If a complaint is inadequately particularised, then we may request more information and may suggest that it is provided by way of the Data Protection Complaints Form. We may act reasonably in awaiting further information before processing a complaint, may determine that a complaint cannot be processed for lack of information and may process the Complaint as submitted and without requesting further information, at our discretion.

7. Verifying the complainant’s identity

We will take reasonable steps to verify the identity of the person making the Complaint. This may involve requesting further information or documentation from them. If the Complaint is made on behalf of someone else, we may also need to check that the person making the Complaint is properly authorised to do so.

If, having requested additional information, we are not in a position to identify the person making the Complaint and are not satisfied they have proper authority to make the Complaint, the firm may refuse to deal with it.

Once we are satisfied that we can deal with the Complaint, we will issue an acknowledgement and we will aim to do so within fourteen (14) working days.

8. Outcome

We will contact the Complainant at the end of our process and inform them of the outcome. Where possible, we will try to offer a solution to resolve their Complaint.

We usually aim to do this within 30 days of the date of receiving their Complaint. However, we may need to extend this sometimes.

We will tell the Complainant if we need more time to properly process their Complaint and will explain why.

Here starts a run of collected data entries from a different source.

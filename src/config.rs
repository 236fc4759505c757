//! Configuration for the conversation core
//!
//! Provides centralized configuration for all components.

use std::time::Duration;

/// Conversation history budget and trimming behavior
#[derive(Clone, Debug)]
pub struct HistoryConfig {
    /// Maximum number of turns kept in the prompt window
    pub max_turns: usize,

    /// Maximum estimated token count of the prompt window
    pub max_context_tokens: usize,

    /// Whether evicted turns are folded into a rolling summary
    pub summarize_evicted: bool,
}

impl Default for HistoryConfig {
    fn default() -> Self {
        Self {
            max_turns: 32,
            max_context_tokens: 4096,
            summarize_evicted: true,
        }
    }
}

/// Retry behavior for gateway calls
#[derive(Clone, Debug)]
pub struct RetryConfig {
    /// Maximum attempts per stage call (first try included)
    pub max_attempts: u32,

    /// Backoff before the first retry
    pub initial_backoff: Duration,

    /// Upper bound for exponential backoff
    pub max_backoff: Duration,

    /// Independent timeout applied to each gateway call
    pub call_timeout: Duration,
}

impl Default for RetryConfig {
    fn default() -> Self {
        Self {
            max_attempts: 3,
            initial_backoff: Duration::from_millis(200),
            max_backoff: Duration::from_secs(5),
            call_timeout: Duration::from_secs(60),
        }
    }
}

/// Output chunk ordering and backpressure
#[derive(Clone, Debug)]
pub struct AssemblerConfig {
    /// Maximum buffered output chunks before upstream synthesis blocks
    pub buffer_depth: usize,

    /// How long to hold out-of-order chunks before best-effort delivery
    pub reorder_window: Duration,
}

impl Default for AssemblerConfig {
    fn default() -> Self {
        Self {
            buffer_depth: 16,
            reorder_window: Duration::from_secs(2),
        }
    }
}

/// Session lifecycle settings
#[derive(Clone, Debug)]
pub struct SessionConfig {
    /// Sessions idle longer than this are evicted by `evict_idle`
    pub idle_timeout: Duration,

    /// Capacity of the per-session event broadcast channel
    pub event_capacity: usize,
}

impl Default for SessionConfig {
    fn default() -> Self {
        Self {
            idle_timeout: Duration::from_secs(30 * 60),
            event_capacity: 256,
        }
    }
}

/// Configuration for the complete conversation core
#[derive(Clone, Debug, Default)]
pub struct ConfabConfig {
    /// History budget and trimming
    pub history: HistoryConfig,

    /// Gateway retry policy
    pub retry: RetryConfig,

    /// Output assembly
    pub assembler: AssemblerConfig,

    /// Session lifecycle
    pub session: SessionConfig,
}

impl ConfabConfig {
    /// Set the history turn budget
    pub fn with_history_budget(mut self, max_turns: usize, max_context_tokens: usize) -> Self {
        self.history.max_turns = max_turns;
        self.history.max_context_tokens = max_context_tokens;
        self
    }

    /// Set the retry policy
    pub fn with_retry(mut self, retry: RetryConfig) -> Self {
        self.retry = retry;
        self
    }

    /// Set the reorder window for out-of-order synthesis results
    pub fn with_reorder_window(mut self, window: Duration) -> Self {
        self.assembler.reorder_window = window;
        self
    }

    /// Set the session idle timeout
    pub fn with_idle_timeout(mut self, timeout: Duration) -> Self {
        self.session.idle_timeout = timeout;
        self
    }

    /// Validate the configuration
    pub fn validate(&self) -> Result<(), String> {
        if self.history.max_turns == 0 {
            return Err("history.max_turns must be at least 1".to_string());
        }
        if self.retry.max_attempts == 0 {
            return Err("retry.max_attempts must be at least 1".to_string());
        }
        if self.retry.call_timeout.is_zero() {
            return Err("retry.call_timeout must be non-zero".to_string());
        }
        if self.assembler.buffer_depth == 0 {
            return Err("assembler.buffer_depth must be at least 1".to_string());
        }
        if self.session.event_capacity == 0 {
            return Err("session.event_capacity must be at least 1".to_string());
        }
        Ok(())
    }
}
pub mod assembler;
pub mod config;
pub mod gateway;
pub mod history;
pub mod interrupt;
pub mod pipeline;
pub mod profile;
pub mod session;

use thiserror::Error;
use uuid::Uuid;

/// Opaque identifier for one conversation session.
pub type SessionId = Uuid;

/// Opaque identifier for one turn within a session.
pub type TurnId = Uuid;

#[derive(Error, Debug, Clone)]
pub enum ConfabError {
    #[error("Profile not found: {0}")]
    ProfileNotFound(String),

    #[error("Session not found: {0}")]
    SessionNotFound(SessionId),

    #[error("Invalid session state: {0}")]
    InvalidState(String),

    #[error("Transcription failed: {0}")]
    TranscriptionFailed(String),

    #[error("Generation failed: {0}")]
    GenerationFailed(String),

    #[error("Synthesis failed: {0}")]
    SynthesisFailed(String),

    #[error("Storage error: {0}")]
    StorageError(String),

    #[error("Channel error: {0}")]
    ChannelError(String),

    #[error("Configuration error: {0}")]
    ConfigError(String),
}

impl From<std::io::Error> for ConfabError {
    fn from(e: std::io::Error) -> Self {
        ConfabError::StorageError(e.to_string())
    }
}

impl ConfabError {
    /// Check if the session remains usable after this error
    pub fn is_recoverable(&self) -> bool {
        match self {
            // Session-level fatal: no session exists to recover
            ConfabError::ProfileNotFound(_) => false,
            ConfabError::SessionNotFound(_) => false,
            // Caller error, session state unchanged
            ConfabError::InvalidState(_) => true,
            // Per-turn terminal, session returns to idle
            ConfabError::TranscriptionFailed(_) => true,
            ConfabError::GenerationFailed(_) => true,
            ConfabError::SynthesisFailed(_) => true,
            ConfabError::StorageError(_) => false,
            ConfabError::ChannelError(_) => false,
            ConfabError::ConfigError(_) => false,
        }
    }

    /// Get a user-friendly description
    pub fn user_message(&self) -> String {
        match self {
            ConfabError::ProfileNotFound(_) => {
                "The requested personality profile does not exist.".to_string()
            }
            ConfabError::SessionNotFound(_) => {
                "This conversation no longer exists.".to_string()
            }
            ConfabError::InvalidState(_) => {
                "The assistant is busy. Please wait for the current response.".to_string()
            }
            ConfabError::TranscriptionFailed(_) => {
                "Speech recognition failed. Please try again.".to_string()
            }
            ConfabError::GenerationFailed(_) => {
                "Response generation failed. Please try again.".to_string()
            }
            ConfabError::SynthesisFailed(_) => {
                "Text-to-speech failed. Response will be shown as text.".to_string()
            }
            ConfabError::StorageError(_) => {
                "Conversation storage error occurred.".to_string()
            }
            ConfabError::ChannelError(_) => {
                "Internal communication error. Please restart the application.".to_string()
            }
            ConfabError::ConfigError(_) => {
                "Configuration error. Please check settings.".to_string()
            }
        }
    }
}

pub type Result<T> = std::result::Result<T, ConfabError>;
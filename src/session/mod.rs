pub mod events;
pub mod manager;
pub mod state;

pub use events::SessionEvent;
pub use manager::SessionManager;
pub use state::SessionState;
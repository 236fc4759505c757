//! Typed clients for the transcription, generation, and synthesis services
//!
//! The contracts are transport-agnostic: the surrounding system may back
//! them with HTTP, gRPC, or in-process calls. Transient failures are
//! retried inside this module and never cross the gateway boundary
//! unless retries are exhausted.

pub mod loopback;
pub mod retry;

pub use loopback::{LoopbackGeneration, LoopbackSynthesis, LoopbackTranscription};
pub use retry::with_retry;

use crate::history::Exchange;
use async_trait::async_trait;
use futures::stream::BoxStream;
use std::sync::Arc;
use thiserror::Error;

/// Gateway-level failure classification
#[derive(Error, Debug, Clone)]
pub enum GatewayError {
    /// Network-level trouble, worth retrying
    #[error("transient gateway error: {0}")]
    Transient(String),

    /// Bad input or a hard backend failure, retrying cannot help
    #[error("terminal gateway error: {0}")]
    Terminal(String),
}

impl GatewayError {
    pub fn is_transient(&self) -> bool {
        matches!(self, GatewayError::Transient(_))
    }
}

/// A fragment of streamed generated text
#[derive(Debug, Clone)]
pub struct TextChunk {
    pub text: String,
    pub is_final: bool,
}

/// A fragment of streamed synthesized audio
#[derive(Debug, Clone)]
pub struct AudioChunk {
    pub data: Vec<u8>,
    pub is_final: bool,
}

/// Everything the generation backend needs for one response
#[derive(Debug, Clone)]
pub struct PromptContext {
    pub system_prompt: String,

    /// Rolling summary of exchanges evicted from the prompt window
    pub summary: Option<String>,

    /// Trimmed history, chronological
    pub history: Vec<Exchange>,

    /// Latest user input
    pub user_text: String,

    pub temperature: f32,
}

pub type TextStream = BoxStream<'static, std::result::Result<TextChunk, GatewayError>>;
pub type AudioStream = BoxStream<'static, std::result::Result<AudioChunk, GatewayError>>;

#[async_trait]
pub trait TranscriptionGateway: Send + Sync {
    /// Transcribe an utterance. May be called with a language hint.
    async fn transcribe(
        &self,
        audio: &[u8],
        language_hint: Option<&str>,
    ) -> std::result::Result<String, GatewayError>;
}

#[async_trait]
pub trait GenerationGateway: Send + Sync {
    /// Generate a response as a stream of text chunks, terminated by a
    /// chunk with `is_final` set.
    async fn generate(&self, ctx: PromptContext) -> std::result::Result<TextStream, GatewayError>;
}

#[async_trait]
pub trait SynthesisGateway: Send + Sync {
    /// Synthesize one text chunk into a stream of audio chunks.
    async fn synthesize(
        &self,
        text: &str,
        voice_id: &str,
    ) -> std::result::Result<AudioStream, GatewayError>;
}

/// The set of downstream services one pipeline talks to
#[derive(Clone)]
pub struct Gateways {
    pub transcription: Arc<dyn TranscriptionGateway>,
    pub generation: Arc<dyn GenerationGateway>,
    pub synthesis: Arc<dyn SynthesisGateway>,
}

impl Gateways {
    /// In-process gateways for demos and tests
    pub fn loopback() -> Self {
        Self {
            transcription: Arc::new(LoopbackTranscription::new()),
            generation: Arc::new(LoopbackGeneration::new()),
            synthesis: Arc::new(LoopbackSynthesis::new()),
        }
    }
}
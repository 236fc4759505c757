//! Interrupt controller: cancellation tokens for in-flight turns
//!
//! At most one token is armed per session. Arm and clear both
//! compare-and-set against the armed turn id, so an interrupt can never
//! act on a stale token and a late clear from a replaced turn cannot
//! drop a newer one.

use crate::{ConfabError, Result, SessionId, TurnId};
use parking_lot::Mutex;
use std::collections::HashMap;
use tokio_util::sync::CancellationToken;
use tracing::debug;

struct ArmedTurn {
    turn_id: TurnId,
    token: CancellationToken,
}

#[derive(Default)]
pub struct InterruptController {
    armed: Mutex<HashMap<SessionId, ArmedTurn>>,
}

impl InterruptController {
    pub fn new() -> Self {
        Self::default()
    }

    /// Arm a fresh token for the turn. Fails if the session already has
    /// an armed token: the previous turn has not reached a terminal
    /// outcome yet.
    pub fn arm(&self, session_id: SessionId, turn_id: TurnId) -> Result<CancellationToken> {
        let mut armed = self.armed.lock();
        if armed.contains_key(&session_id) {
            return Err(ConfabError::InvalidState(
                "a turn is already in progress".to_string(),
            ));
        }
        let token = CancellationToken::new();
        armed.insert(
            session_id,
            ArmedTurn {
                turn_id,
                token: token.clone(),
            },
        );
        debug!(%session_id, %turn_id, "armed cancellation token");
        Ok(token)
    }

    /// Cancel the armed token, if any. Safe no-op otherwise. Returns
    /// whether a turn was actually signalled.
    pub fn cancel(&self, session_id: SessionId) -> bool {
        let armed = self.armed.lock();
        match armed.get(&session_id) {
            Some(entry) => {
                entry.token.cancel();
                debug!(%session_id, turn_id = %entry.turn_id, "cancelled in-flight turn");
                true
            }
            None => false,
        }
    }

    /// Disarm on turn completion. Only removes the entry if it still
    /// belongs to the given turn.
    pub fn clear(&self, session_id: SessionId, turn_id: TurnId) -> bool {
        let mut armed = self.armed.lock();
        match armed.get(&session_id) {
            Some(entry) if entry.turn_id == turn_id => {
                armed.remove(&session_id);
                true
            }
            _ => false,
        }
    }

    pub fn is_armed(&self, session_id: SessionId) -> bool {
        self.armed.lock().contains_key(&session_id)
    }
}
//! Events emitted to session subscribers
//!
//! Every state transition and output chunk is observable through the
//! per-session broadcast channel; the presentation layer renders these.

use crate::history::{FailureCause, Turn};
use crate::session::state::SessionState;
use crate::TurnId;
use serde::Serialize;

#[derive(Debug, Clone, Serialize)]
pub enum SessionEvent {
    /// The session moved between states
    StateChanged {
        from: SessionState,
        to: SessionState,
    },

    /// Transcription produced the user's text
    Transcript { turn_id: TurnId, text: String },

    /// A streamed fragment of the generated response
    ResponseDelta { turn_id: TurnId, text: String },

    /// An ordered chunk of synthesized output, ready for playback
    OutputChunk {
        turn_id: TurnId,
        seq: u64,
        text: String,
        audio: Vec<u8>,
        /// Delivered past the reorder window, ordering is best-effort
        reorder_warned: bool,
    },

    /// The turn finished and was appended to history
    TurnCompleted { turn: Turn },

    /// The turn was cancelled by barge-in or an explicit interrupt
    TurnInterrupted { turn_id: TurnId },

    /// The turn failed terminally; the session remains usable
    TurnFailed {
        turn_id: TurnId,
        cause: FailureCause,
        detail: String,
    },

    /// The session reached its terminal state
    Closed,
}
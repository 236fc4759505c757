//! Append-only per-session turn log with a bounded prompt window
//!
//! The persisted log keeps every turn for audit; the in-memory window is
//! what prompt construction sees and is trimmed against the configured
//! budget. Turns enter the store only once they reach a terminal status,
//! so trimming can never touch an in-progress turn.

use crate::config::HistoryConfig;
use crate::history::types::{Exchange, Turn};
use crate::{ConfabError, Result, SessionId};
use parking_lot::RwLock;
use std::collections::HashMap;
use std::io::{BufRead, Write};
use std::path::PathBuf;
use std::sync::Arc;
use tracing::{debug, warn};

/// Persistence backend for the per-session turn log
pub trait TurnLog: Send + Sync {
    /// Append one terminal turn to the session's log
    fn append(&self, session_id: SessionId, turn: &Turn) -> Result<()>;

    /// Load all turns for a session in chronological order
    fn load(&self, session_id: SessionId) -> Result<Vec<Turn>>;

    /// Drop the session's log entirely
    fn remove(&self, session_id: SessionId) -> Result<()>;
}

/// In-memory turn log
#[derive(Debug, Default)]
pub struct MemoryTurnLog {
    turns: RwLock<HashMap<SessionId, Vec<Turn>>>,
}

impl MemoryTurnLog {
    pub fn new() -> Self {
        Self::default()
    }
}

impl TurnLog for MemoryTurnLog {
    fn append(&self, session_id: SessionId, turn: &Turn) -> Result<()> {
        self.turns
            .write()
            .entry(session_id)
            .or_default()
            .push(turn.clone());
        Ok(())
    }

    fn load(&self, session_id: SessionId) -> Result<Vec<Turn>> {
        Ok(self.turns.read().get(&session_id).cloned().unwrap_or_default())
    }

    fn remove(&self, session_id: SessionId) -> Result<()> {
        self.turns.write().remove(&session_id);
        Ok(())
    }
}

/// File-backed turn log: one append-only JSONL file per session id
#[derive(Debug)]
pub struct JsonlTurnLog {
    dir: PathBuf,
}

impl JsonlTurnLog {
    pub fn new(dir: impl Into<PathBuf>) -> Result<Self> {
        let dir = dir.into();
        std::fs::create_dir_all(&dir)?;
        Ok(Self { dir })
    }

    fn path_for(&self, session_id: SessionId) -> PathBuf {
        self.dir.join(format!("{session_id}.jsonl"))
    }
}

impl TurnLog for JsonlTurnLog {
    fn append(&self, session_id: SessionId, turn: &Turn) -> Result<()> {
        let line = serde_json::to_string(turn)
            .map_err(|e| ConfabError::StorageError(e.to_string()))?;
        let mut file = std::fs::OpenOptions::new()
            .create(true)
            .append(true)
            .open(self.path_for(session_id))?;
        writeln!(file, "{line}")?;
        Ok(())
    }

    fn load(&self, session_id: SessionId) -> Result<Vec<Turn>> {
        let path = self.path_for(session_id);
        if !path.exists() {
            return Ok(Vec::new());
        }
        let file = std::fs::File::open(path)?;
        let mut turns = Vec::new();
        for line in std::io::BufReader::new(file).lines() {
            let line = line?;
            if line.trim().is_empty() {
                continue;
            }
            match serde_json::from_str(&line) {
                Ok(turn) => turns.push(turn),
                Err(e) => warn!("skipping corrupt turn record: {e}"),
            }
        }
        Ok(turns)
    }

    fn remove(&self, session_id: SessionId) -> Result<()> {
        let path = self.path_for(session_id);
        if path.exists() {
            std::fs::remove_file(path)?;
        }
        Ok(())
    }
}

/// Bounded per-session prompt window kept by a session
#[derive(Debug, Default)]
struct SessionHistory {
    turns: Vec<Turn>,
    summary: Option<String>,
}

/// Conversation history store: persists every turn through the configured
/// `TurnLog` and maintains the trimmed prompt window per session.
pub struct HistoryStore {
    log: Arc<dyn TurnLog>,
    config: HistoryConfig,
    sessions: RwLock<HashMap<SessionId, SessionHistory>>,
}

impl HistoryStore {
    pub fn new(log: Arc<dyn TurnLog>, config: HistoryConfig) -> Self {
        Self {
            log,
            config,
            sessions: RwLock::new(HashMap::new()),
        }
    }

    /// Append a terminal turn: persist it, then trim the prompt window
    /// down to budget. Context overflow is handled here by silent
    /// trimming, never surfaced as an error.
    pub fn append(&self, session_id: SessionId, turn: Turn) -> Result<()> {
        self.log.append(session_id, &turn)?;

        let mut sessions = self.sessions.write();
        let history = sessions.entry(session_id).or_default();
        history.turns.push(turn);
        Self::trim(history, &self.config);
        Ok(())
    }

    /// Turns currently in the prompt window, chronological
    pub fn turns(&self, session_id: SessionId) -> Vec<Turn> {
        self.sessions
            .read()
            .get(&session_id)
            .map(|h| h.turns.clone())
            .unwrap_or_default()
    }

    /// Completed exchanges plus any rolling summary, for prompt construction.
    /// Failed turns stay in the audit log but contribute nothing here.
    pub fn context(&self, session_id: SessionId) -> (Option<String>, Vec<Exchange>) {
        let sessions = self.sessions.read();
        match sessions.get(&session_id) {
            Some(history) => {
                let exchanges = history
                    .turns
                    .iter()
                    .filter(|t| t.is_completed())
                    .map(Exchange::from)
                    .collect();
                (history.summary.clone(), exchanges)
            }
            None => (None, Vec::new()),
        }
    }

    /// Load the full persisted log for a session (audit view)
    pub fn load(&self, session_id: SessionId) -> Result<Vec<Turn>> {
        self.log.load(session_id)
    }

    /// Release the in-memory window. The persisted log is kept.
    pub fn close(&self, session_id: SessionId) {
        self.sessions.write().remove(&session_id);
    }

    /// Drop both the window and the persisted log
    pub fn remove(&self, session_id: SessionId) -> Result<()> {
        self.sessions.write().remove(&session_id);
        self.log.remove(session_id)
    }

    fn over_budget(history: &SessionHistory, config: &HistoryConfig) -> bool {
        if history.turns.len() > config.max_turns {
            return true;
        }
        let tokens: usize = history.turns.iter().map(Turn::estimated_tokens).sum();
        tokens > config.max_context_tokens
    }

    /// Evict oldest completed turns first until back under budget.
    fn trim(history: &mut SessionHistory, config: &HistoryConfig) {
        while history.turns.len() > 1 && Self::over_budget(history, config) {
            let victim = history
                .turns
                .iter()
                .position(Turn::is_completed)
                .unwrap_or(0);
            let evicted = history.turns.remove(victim);
            debug!(
                ordinal = evicted.ordinal,
                "evicting turn from prompt window"
            );
            if config.summarize_evicted && evicted.is_completed() {
                let digest = Self::digest(&evicted);
                match &mut history.summary {
                    Some(summary) => {
                        summary.push(' ');
                        summary.push_str(&digest);
                    }
                    None => history.summary = Some(digest),
                }
            }
        }
    }

    /// Cheap textual digest of an evicted exchange
    fn digest(turn: &Turn) -> String {
        let first_sentence = |text: &str| -> String {
            text.split_inclusive(['.', '!', '?'])
                .next()
                .unwrap_or(text)
                .trim()
                .to_string()
        };
        format!(
            "User asked: {} Assistant replied: {}",
            first_sentence(&turn.transcript),
            first_sentence(&turn.response)
        )
    }
}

9. Refusing to deal with a complaint or engaging in further correspondence

We may refuse to process a Complaint where:

• After requesting additional information, we still cannot identify the Complainant and/or verify that they are authorised to make the Complaint.
• We need more information in relation to the Complaint itself, and despite our requests it has not been provided within a reasonable time; or
• We are unable to validate a Complaint.
• Where we have investigated and responded to a Complaint, and a Complainant continues to correspond with us in about the same or substantially the same matter, we may decide that it is no longer reasonable or proportionate to continue reviewing or responding to further correspondence about that matter. We may then apply restricted communications measures, which may include blocking or filtering emails, requiring correspondence to be sent only by a specified method, limiting the format or length of permitted correspondence, returning or deleting non-compliant correspondence, or logging correspondence without reading it in full, investigating it or responding further.
• Before applying such a restriction, we will usually have provided a substantive response or final outcome and, where appropriate, a warning that further repetitive correspondence may not be considered. Once a restriction is in place, we will not be required to review further correspondence. We may review or lift the restriction if we consider there is a good reason to do so.
• The absence of any acknowledgement, review or substantive response to further correspondence should not be understood as acceptance of, or agreement with, any allegation or assertion made by the Complainant, nor as a waiver of any rights, remedies, privileges, duties of confidentiality, exemptions or restrictions on which we may rely.

10. Right of complainant to refer to the ICO/seek a judicial remedy

In responding to the Complaint, we will inform the Complainant that should they be unhappy with the outcome of their Complaint, they may complain to the Information Commissioner’s Office or that they may seek to take action in the courts.